I'm installing the new starlink stuff in it's final location, and that involves drilling a hole in the brickwork to pass the dish<->router cable into the house.
Thing is, the propreitary starlink connectors either end of this cable are massive bulky things which require a hole of almost one inch to pass through.
That might be fine in an USAsian house built mostly of cardboard where you can make such a hole using blunt kitchen utensils, but in a building with double-skin brickwork it's a different matter.
That diameter is beyond anything I have for my SDS, and bigger than I want to drill anyway.

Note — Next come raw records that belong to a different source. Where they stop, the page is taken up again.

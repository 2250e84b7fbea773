use async_trait::async_trait;
use contracts::usecases::common::UseCaseMetadata;
use contracts::usecases::u501_predict_news::{
    ApiErrorBody, PredictNews, PredictReply, PredictRequest, PredictResponse,
};
use gloo_net::http::Request;
use thiserror::Error;

/// Ошибка вызова сервера инференса. `Display` — готовый текст для пользователя.
#[derive(Debug, Clone, PartialEq, Eq, Error)]
pub enum ApiError {
    /// Сообщение от сервера, показывается как есть
    #[error("{0}")]
    Detail(String),

    /// Сервер недоступен, вернул ошибку без пояснения или непонятный ответ
    #[error("Failed to connect to the backend. Please ensure the server is running at {base_url}")]
    Backend { base_url: String, cause: String },
}

/// Клиент сервера инференса
#[async_trait(?Send)]
pub trait PredictionApi {
    /// Одна попытка, без повторов и без отмены
    async fn predict(&self, request: &PredictRequest) -> Result<PredictResponse, ApiError>;
}

/// HTTP-клиент: `POST {base_url}/predict`
#[derive(Debug, Clone, PartialEq, Eq)]
pub struct HttpPredictionApi {
    base_url: String,
}

impl HttpPredictionApi {
    pub fn new(base_url: impl Into<String>) -> Self {
        Self {
            base_url: base_url.into(),
        }
    }

    fn backend_error(&self, cause: String) -> ApiError {
        ApiError::Backend {
            base_url: self.base_url.clone(),
            cause,
        }
    }
}

#[async_trait(?Send)]
impl PredictionApi for HttpPredictionApi {
    async fn predict(&self, request: &PredictRequest) -> Result<PredictResponse, ApiError> {
        let url = PredictNews::endpoint_url(&self.base_url);
        log::debug!(
            "POST {} model={} chars={}",
            url,
            request.model,
            request.text.chars().count()
        );

        let response = Request::post(&url)
            .json(request)
            .map_err(|e| self.backend_error(format!("Failed to serialize request: {}", e)))?
            .send()
            .await
            .map_err(|e| {
                log::error!("predict: transport failure: {}", e);
                self.backend_error(format!("Failed to send request: {}", e))
            })?;

        let status = response.status();
        let body = response.text().await.map_err(|e| {
            log::error!("predict: failed to read body (HTTP {}): {}", status, e);
            self.backend_error(format!("Failed to read response: {}", e))
        })?;

        let result = interpret_response(status, &body, &self.base_url);
        if let Err(e) = &result {
            log::error!("predict: HTTP {} -> {:?}", status, e);
        }
        result
    }
}

/// Разбор ответа сервера по статусу и телу.
///
/// 2xx: предсказание возвращается без изменений, отказ вида `{"error": ...}`
/// превращается в [`ApiError::Detail`]. Остальные статусы: строковый `detail`
/// из тела, иначе [`ApiError::Backend`].
pub fn interpret_response(
    status: u16,
    body: &str,
    base_url: &str,
) -> Result<PredictResponse, ApiError> {
    let backend = |cause: String| ApiError::Backend {
        base_url: base_url.to_string(),
        cause,
    };

    if (200..300).contains(&status) {
        return match serde_json::from_str::<PredictReply>(body) {
            Ok(PredictReply::Prediction(response)) => Ok(response),
            Ok(PredictReply::Rejected(rejection)) if !rejection.error.trim().is_empty() => {
                Err(ApiError::Detail(rejection.error))
            }
            Ok(PredictReply::Rejected(_)) => Err(backend("Empty error in response".to_string())),
            Err(e) => Err(backend(format!("Failed to parse response: {}", e))),
        };
    }

    let detail = serde_json::from_str::<ApiErrorBody>(body)
        .ok()
        .and_then(|error_body| error_body.message().map(str::to_string));

    match detail {
        Some(message) => Err(ApiError::Detail(message)),
        None => Err(backend(format!("HTTP error: {}", status))),
    }
}

#[cfg(test)]
mod tests {
    use super::*;

    const BASE: &str = "http://127.0.0.1:8000";

    #[test]
    fn test_success_passes_through() {
        let body = r#"{"model_used":"mobilebert","prediction":"Fake News","confidence":0.8734}"#;
        let response = interpret_response(200, body, BASE).unwrap();
        assert_eq!(
            response,
            PredictResponse {
                prediction: "Fake News".to_string(),
                model_used: "mobilebert".to_string(),
                confidence: 0.8734,
            }
        );
    }

    #[test]
    fn test_detail_is_used_verbatim() {
        let err = interpret_response(404, r#"{"detail":"Model not found"}"#, BASE).unwrap_err();
        assert_eq!(err, ApiError::Detail("Model not found".to_string()));
        assert_eq!(err.to_string(), "Model not found");
    }

    #[test]
    fn test_error_status_without_detail_falls_back() {
        let err = interpret_response(500, "Internal Server Error", BASE).unwrap_err();
        assert_eq!(
            err.to_string(),
            "Failed to connect to the backend. Please ensure the server is running at http://127.0.0.1:8000"
        );
    }

    #[test]
    fn test_validation_detail_array_falls_back() {
        let body = r#"{"detail":[{"loc":["body","model"],"msg":"field required"}]}"#;
        let err = interpret_response(422, body, "http://inference:9000").unwrap_err();
        assert!(matches!(err, ApiError::Backend { ref base_url, .. } if base_url == "http://inference:9000"));
        assert!(err.to_string().ends_with("running at http://inference:9000"));
    }

    #[test]
    fn test_rejection_inside_success_is_an_error() {
        let body = r#"{"model_used":"tfidf_gb","error":"TF-IDF + Gradient Boosting model not available"}"#;
        let err = interpret_response(200, body, BASE).unwrap_err();
        assert_eq!(
            err.to_string(),
            "TF-IDF + Gradient Boosting model not available"
        );
    }

    #[test]
    fn test_malformed_success_body_falls_back() {
        let err = interpret_response(200, "<html>proxy</html>", BASE).unwrap_err();
        match err {
            ApiError::Backend { cause, .. } => assert!(cause.starts_with("Failed to parse response")),
            other => panic!("unexpected error: {:?}", other),
        }
    }
}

A bit of research shows that the special cable is nothing other than an exterior-grade cat5e shielded twisted pair, and can be cut and spliced using normal network parts and tools, it's just an oddball connector on each end. Wishing to preserve the shield continuity, I go online and find suitable shielded RJ45 plugs and an in-line coupler which will also preserve the continuity. I also needed to get the matching crimp tool. These were VCELiNK brand, because they were available on Amazon for next day delivery. And so I boldly cut the cable.

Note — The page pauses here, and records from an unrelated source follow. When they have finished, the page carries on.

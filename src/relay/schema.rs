//! # Request Schemas
//!
//! Payloads accepted by the command surface and their validation.
//!
//! Structural validation is done by deserializing into typed requests:
//! missing fields, wrong types and integers outside their wire type are
//! rejected by serde. Semantic checks (position sets, per-item consistency,
//! counts, polygon closure) follow in the `validate_*` functions.

use std::collections::BTreeSet;

use serde::de::DeserializeOwned;
use serde::Deserialize;
use serde_json::{Map, Value};
use thiserror::Error;

use crate::protocol::encoder::{CommandInt, CommandLong};
use crate::protocol::items::{FenceItem, MissionItem, RallyItem};
use crate::protocol::names::{MISSION_TYPE_MISSION, PARAM_ID_MAX_LEN};
use crate::store::filter::FilterError;

/// Reserved custom data key
pub const RESERVED_KEY: &str = "all";

pub const PLAN_MAX_ITEMS: usize = 65535;
pub const RALLY_MAX_ITEMS: usize = 10;
pub const FENCE_MIN_ITEMS: usize = 5;
pub const FENCE_MAX_ITEMS: usize = u8::MAX as usize;
const FENCE_MIN_COUNT: u8 = 5;

/// Why a request was refused
#[derive(Error, Debug, Clone, PartialEq)]
pub enum Rejection {
    #[error("malformed request: {0}")]
    Malformed(String),

    #[error("{0} out of range")]
    OutOfRange(&'static str),

    #[error("expected between {min} and {max} items, got {len}")]
    Length { len: usize, min: usize, max: usize },

    #[error("positions must cover 0..{0} exactly once")]
    Positions(usize),

    #[error("{0} differs between items")]
    Inconsistent(&'static str),

    #[error("count does not match the number of items")]
    Count,

    #[error("fence polygon is not closed")]
    OpenPolygon,

    #[error("key \"all\" is reserved")]
    ReservedKey,

    #[error("unknown list {0}")]
    UnknownList(String),

    #[error(transparent)]
    Filter(#[from] FilterError),

    #[error("cannot encode: {0}")]
    Encode(String),
}

/// Parse a request body into a typed payload
///
/// # Errors
///
/// Returns [`Rejection::Malformed`] for invalid JSON or a payload of the
/// wrong shape
pub fn parse<T: DeserializeOwned>(body: &[u8]) -> Result<T, Rejection> {
    serde_json::from_slice(body).map_err(|e| Rejection::Malformed(e.to_string()))
}

#[derive(Debug, Clone, Deserialize)]
pub struct CommandLongRequest {
    pub target_system: u8,
    pub target_component: u8,
    pub command: u16,
    pub confirmation: u8,
    pub param1: f32,
    pub param2: f32,
    pub param3: f32,
    pub param4: f32,
    pub param5: f32,
    pub param6: f32,
    pub param7: f32,
}

impl From<&CommandLongRequest> for CommandLong {
    fn from(request: &CommandLongRequest) -> Self {
        Self {
            command: request.command,
            confirmation: request.confirmation,
            params: [
                request.param1,
                request.param2,
                request.param3,
                request.param4,
                request.param5,
                request.param6,
                request.param7,
            ],
        }
    }
}

#[derive(Debug, Clone, Deserialize)]
pub struct CommandIntRequest {
    pub target_system: u8,
    pub target_component: u8,
    pub frame: u8,
    pub command: u16,
    pub current: u8,
    pub autocontinue: u8,
    pub param1: f32,
    pub param2: f32,
    pub param3: f32,
    pub param4: f32,
    pub x: i32,
    pub y: i32,
    pub z: f32,
}

impl From<&CommandIntRequest> for CommandInt {
    fn from(request: &CommandIntRequest) -> Self {
        Self {
            frame: request.frame,
            command: request.command,
            current: request.current,
            autocontinue: request.autocontinue,
            params: [request.param1, request.param2, request.param3, request.param4],
            x: request.x,
            y: request.y,
            z: request.z,
        }
    }
}

#[derive(Debug, Clone, Deserialize)]
pub struct ParamSetRequest {
    pub target_system: u8,
    pub target_component: u8,
    pub param_id: String,
    pub param_value: f32,
    pub param_type: u8,
}

#[derive(Debug, Clone, Deserialize)]
pub struct KeyValueRequest {
    pub key: String,
    pub value: Value,
}

#[derive(Debug, Clone, Deserialize)]
pub struct MessageRequest {
    pub message_name: String,
    pub message_content: Vec<f64>,
}

pub fn validate_param_set(request: &ParamSetRequest) -> Result<(), Rejection> {
    let len = request.param_id.chars().count();
    if len == 0 || len > PARAM_ID_MAX_LEN {
        return Err(Rejection::OutOfRange("param_id"));
    }
    Ok(())
}

pub fn validate_key_value(request: &KeyValueRequest) -> Result<(), Rejection> {
    if request.key == RESERVED_KEY {
        return Err(Rejection::ReservedKey);
    }
    Ok(())
}

/// Accept a JSON object without the reserved key
pub fn validate_custom_all(body: &[u8]) -> Result<Map<String, Value>, Rejection> {
    let object: Map<String, Value> = parse(body)?;
    if object.contains_key(RESERVED_KEY) {
        return Err(Rejection::ReservedKey);
    }
    Ok(object)
}

/// Validate a mission plan upload
///
/// Positions `0..N-1` must each appear once, every item must be a mission
/// item and target the same system and component.
pub fn validate_plan(items: &[MissionItem]) -> Result<(), Rejection> {
    check_length(items.len(), 1, PLAN_MAX_ITEMS)?;
    if items.iter().any(|item| item.mission_type != MISSION_TYPE_MISSION) {
        return Err(Rejection::OutOfRange("mission_type"));
    }

    check_positions(items.iter().map(MissionItem::position), items.len())?;
    check_uniform(items, "target_system", |item| item.target_system)?;
    check_uniform(items, "target_component", |item| item.target_component)?;
    Ok(())
}

/// Validate a rally point upload
///
/// On top of the position and target checks, every item must declare the
/// same `count` and it must equal the number of items.
pub fn validate_rally(items: &[RallyItem]) -> Result<(), Rejection> {
    check_length(items.len(), 1, RALLY_MAX_ITEMS)?;
    if items.iter().any(|item| usize::from(item.idx) >= RALLY_MAX_ITEMS) {
        return Err(Rejection::OutOfRange("idx"));
    }
    if items.iter().any(|item| item.count == 0 || usize::from(item.count) > RALLY_MAX_ITEMS) {
        return Err(Rejection::OutOfRange("count"));
    }

    check_positions(items.iter().map(RallyItem::position), items.len())?;
    check_uniform(items, "target_system", |item| item.target_system)?;
    check_uniform(items, "target_component", |item| item.target_component)?;
    check_uniform(items, "count", |item| item.count)?;
    check_count(items.iter().map(|item| item.count), items.len())
}

/// Validate a geofence upload
///
/// Index 0 is the return point, so the polygon is closed when vertex 1
/// equals the last vertex.
pub fn validate_fence(items: &[FenceItem]) -> Result<(), Rejection> {
    check_length(items.len(), FENCE_MIN_ITEMS, FENCE_MAX_ITEMS)?;
    if items.iter().any(|item| item.count < FENCE_MIN_COUNT) {
        return Err(Rejection::OutOfRange("count"));
    }

    check_positions(items.iter().map(FenceItem::position), items.len())?;
    check_uniform(items, "target_system", |item| item.target_system)?;
    check_uniform(items, "target_component", |item| item.target_component)?;
    check_uniform(items, "count", |item| item.count)?;
    check_count(items.iter().map(|item| item.count), items.len())?;

    let mut vertices: Vec<&FenceItem> = items.iter().collect();
    vertices.sort_by_key(|item| item.idx);
    match (vertices.get(1), vertices.last()) {
        (Some(first), Some(last)) if (first.lat, first.lng) == (last.lat, last.lng) => Ok(()),
        _ => Err(Rejection::OpenPolygon),
    }
}

fn check_length(len: usize, min: usize, max: usize) -> Result<(), Rejection> {
    if len < min || len > max {
        return Err(Rejection::Length { len, min, max });
    }
    Ok(())
}

fn check_positions(positions: impl Iterator<Item = u16>, len: usize) -> Result<(), Rejection> {
    let mut seen = BTreeSet::new();
    for position in positions {
        if usize::from(position) >= len || !seen.insert(position) {
            return Err(Rejection::Positions(len));
        }
    }

    if seen.len() != len {
        return Err(Rejection::Positions(len));
    }
    Ok(())
}

fn check_uniform<T, K: PartialEq>(items: &[T], field: &'static str, key: impl Fn(&T) -> K) -> Result<(), Rejection> {
    let mut values = items.iter().map(key);
    let Some(first) = values.next() else {
        return Ok(());
    };

    if values.all(|value| value == first) {
        Ok(())
    } else {
        Err(Rejection::Inconsistent(field))
    }
}

fn check_count(mut counts: impl Iterator<Item = u8>, len: usize) -> Result<(), Rejection> {
    if counts.all(|count| usize::from(count) == len) {
        Ok(())
    } else {
        Err(Rejection::Count)
    }
}


#[cfg(test)]
mod tests {
    use super::fixtures::*;
    use super::*;
    use serde_json::json;

    #[test]
    fn test_parse_rejects_bad_json() {
        let result = parse::<MessageRequest>(b"{not json");
        assert!(matches!(result, Err(Rejection::Malformed(_))));
    }

    #[test]
    fn test_parse_rejects_missing_field() {
        let body = json!({"target_system": 1, "target_component": 1, "command": 400}).to_string();
        assert!(parse::<CommandLongRequest>(body.as_bytes()).is_err());
    }

    #[test]
    fn test_parse_rejects_out_of_range_id() {
        let body = json!({
            "target_system": 300, "target_component": 1, "param_id": "RTL_ALT",
            "param_value": 1500, "param_type": 9
        })
        .to_string();
        assert!(parse::<ParamSetRequest>(body.as_bytes()).is_err());
    }

    #[test]
    fn test_param_id_length() {
        let mut request = ParamSetRequest {
            target_system: 1,
            target_component: 1,
            param_id: "RTL_ALT".to_string(),
            param_value: 1500.0,
            param_type: 9,
        };
        assert!(validate_param_set(&request).is_ok());

        request.param_id = String::new();
        assert_eq!(validate_param_set(&request), Err(Rejection::OutOfRange("param_id")));

        request.param_id = "A".repeat(17);
        assert_eq!(validate_param_set(&request), Err(Rejection::OutOfRange("param_id")));
    }

    #[test]
    fn test_reserved_key() {
        let request = KeyValueRequest {
            key: "all".to_string(),
            value: json!(1),
        };
        assert_eq!(validate_key_value(&request), Err(Rejection::ReservedKey));

        let request = KeyValueRequest {
            key: "x".to_string(),
            value: json!(1),
        };
        assert!(validate_key_value(&request).is_ok());
    }

    #[test]
    fn test_key_value_null_is_present() {
        let request: KeyValueRequest = parse(br#"{"key": "x", "value": null}"#).unwrap();
        assert_eq!(request.value, Value::Null);
        assert!(parse::<KeyValueRequest>(br#"{"key": "x"}"#).is_err());
    }

    #[test]
    fn test_custom_all() {
        assert!(validate_custom_all(br#"{"a": 1, "b": [1, 2]}"#).is_ok());
        assert_eq!(validate_custom_all(br#"{"all": 1}"#), Err(Rejection::ReservedKey));
        assert!(validate_custom_all(b"[1, 2]").is_err());
    }

    #[test]
    fn test_plan_positions() {
        assert!(validate_plan(&plan(4)).is_ok());

        let mut items = plan(4);
        items.remove(2);
        assert_eq!(validate_plan(&items), Err(Rejection::Positions(3)));

        let mut items = plan(4);
        items[3].seq = 1;
        assert_eq!(validate_plan(&items), Err(Rejection::Positions(4)));
    }

    #[test]
    fn test_plan_targets_must_match() {
        let mut items = plan(3);
        items[1].target_component = 2;
        assert_eq!(validate_plan(&items), Err(Rejection::Inconsistent("target_component")));
    }

    #[test]
    fn test_plan_mission_type() {
        let mut items = plan(2);
        items[0].mission_type = 1;
        assert_eq!(validate_plan(&items), Err(Rejection::OutOfRange("mission_type")));
        assert!(matches!(validate_plan(&[]), Err(Rejection::Length { .. })));
    }

    #[test]
    fn test_plan_order_does_not_matter() {
        let mut items = plan(5);
        items.reverse();
        assert!(validate_plan(&items).is_ok());
    }

    #[test]
    fn test_rally_checks() {
        assert!(validate_rally(&rally(3)).is_ok());

        let mut items = rally(3);
        items[0].count = 4;
        assert_eq!(validate_rally(&items), Err(Rejection::Inconsistent("count")));

        let mut items = rally(3);
        for item in &mut items {
            item.count = 4;
        }
        assert_eq!(validate_rally(&items), Err(Rejection::Count));

        assert!(matches!(validate_rally(&rally(11)), Err(Rejection::OutOfRange(_)) | Err(Rejection::Length { .. })));
    }

    #[test]
    fn test_fence_closure() {
        assert!(validate_fence(&fence()).is_ok());

        let mut items = fence();
        items[4].lat = 47.3;
        assert_eq!(validate_fence(&items), Err(Rejection::OpenPolygon));
    }

    #[test]
    fn test_fence_closure_ignores_return_point() {
        let mut items = fence();
        items[0].lat = 10.0;
        items[0].lng = 10.0;
        assert!(validate_fence(&items).is_ok());
    }

    #[test]
    fn test_fence_size() {
        let mut items = fence();
        items.truncate(4);
        for item in &mut items {
            item.count = 4;
        }
        assert!(matches!(validate_fence(&items), Err(Rejection::Length { .. })));
    }

    fn polygon(len: usize) -> Vec<FenceItem> {
        let mut items: Vec<FenceItem> = (0..len)
            .map(|idx| FenceItem {
                target_system: 1,
                target_component: 1,
                idx: idx as u8,
                count: len as u8,
                lat: 47.0 + idx as f32 * 0.001,
                lng: 8.0,
            })
            .collect();
        let (lat, lng) = (items[1].lat, items[1].lng);
        if let Some(last) = items.last_mut() {
            last.lat = lat;
            last.lng = lng;
        }
        items
    }

    #[test]
    fn test_fence_largest_polygon() {
        assert_eq!(FENCE_MAX_ITEMS, 255);
        assert!(validate_fence(&polygon(FENCE_MAX_ITEMS)).is_ok());

        let too_many = polygon(FENCE_MAX_ITEMS + 1);
        assert_eq!(
            validate_fence(&too_many),
            Err(Rejection::Length { len: 256, min: FENCE_MIN_ITEMS, max: 255 })
        );
    }
}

Never, ever buy these products.
1) They are impossible to make up onto the cable. So you peel back the outer insulation on the cable, exposing the 4 twisted pairs. You then un-twist them, and tease them as straight as you can to remove the wrigglyness in them, then arrange them into the correct order, pinching them in the correct order between thumb and finger. On a regular RJ45, the holes for the wires are at the rear of the plug, and it's easy to pinch the fan of wires into a nice flat straight parallel side-by-side arrangement, with perhaps 3mm of wire ends to poke into the holes of the plug. This is easy. These horrible plugs have the holes deep inside the plug body, perhaps a cm or more, requiring you to pinch the wires about 2cm back from the ends. The wires are too wriggly to remain straight, parallel and in the correct order for that length. It took me close to an hour to get the wires to insert into the holes correctly, without crossing over, bending back, missing a hole in the sequence, putting 2 wires into one hole etc etc.
Starlink cable splice by
Ron Lowe, on Flickr
2) After winning that battle, I hooked it up and turned it on. Download speed test showing 80-90 Mbps, instead of previous 250ish. Log into the diagnostic screen, and the link between the dish and router has degraded from Gigabit to 100Meg. That's consistent with the 80-90Mbit speedtest: You can't shove 250Mbit down a 100Mbit pipe. After eliminating other things, I decide it must be a bad splice. I chop out the splice totally, leaving a short tail of wire each end for later forensics. I grab a straight cat5e IDC jointing box, and punch down both ends of the cable using a normal Krone tool. Bingo: Gigabit link, and 250Mbit speed test.
Starlink cable splice by
Ron Lowe, on Flickr
Forensics: Buzzing out the splice from the wire stubs, I find 3 cores totally open-circuit. One of the blue pair, and both of the brown. I'd crimped these firmly and repeatedly using the manufacturer's own tool, and they had just failed. I've never experienced such BS with a simple network cable ever before.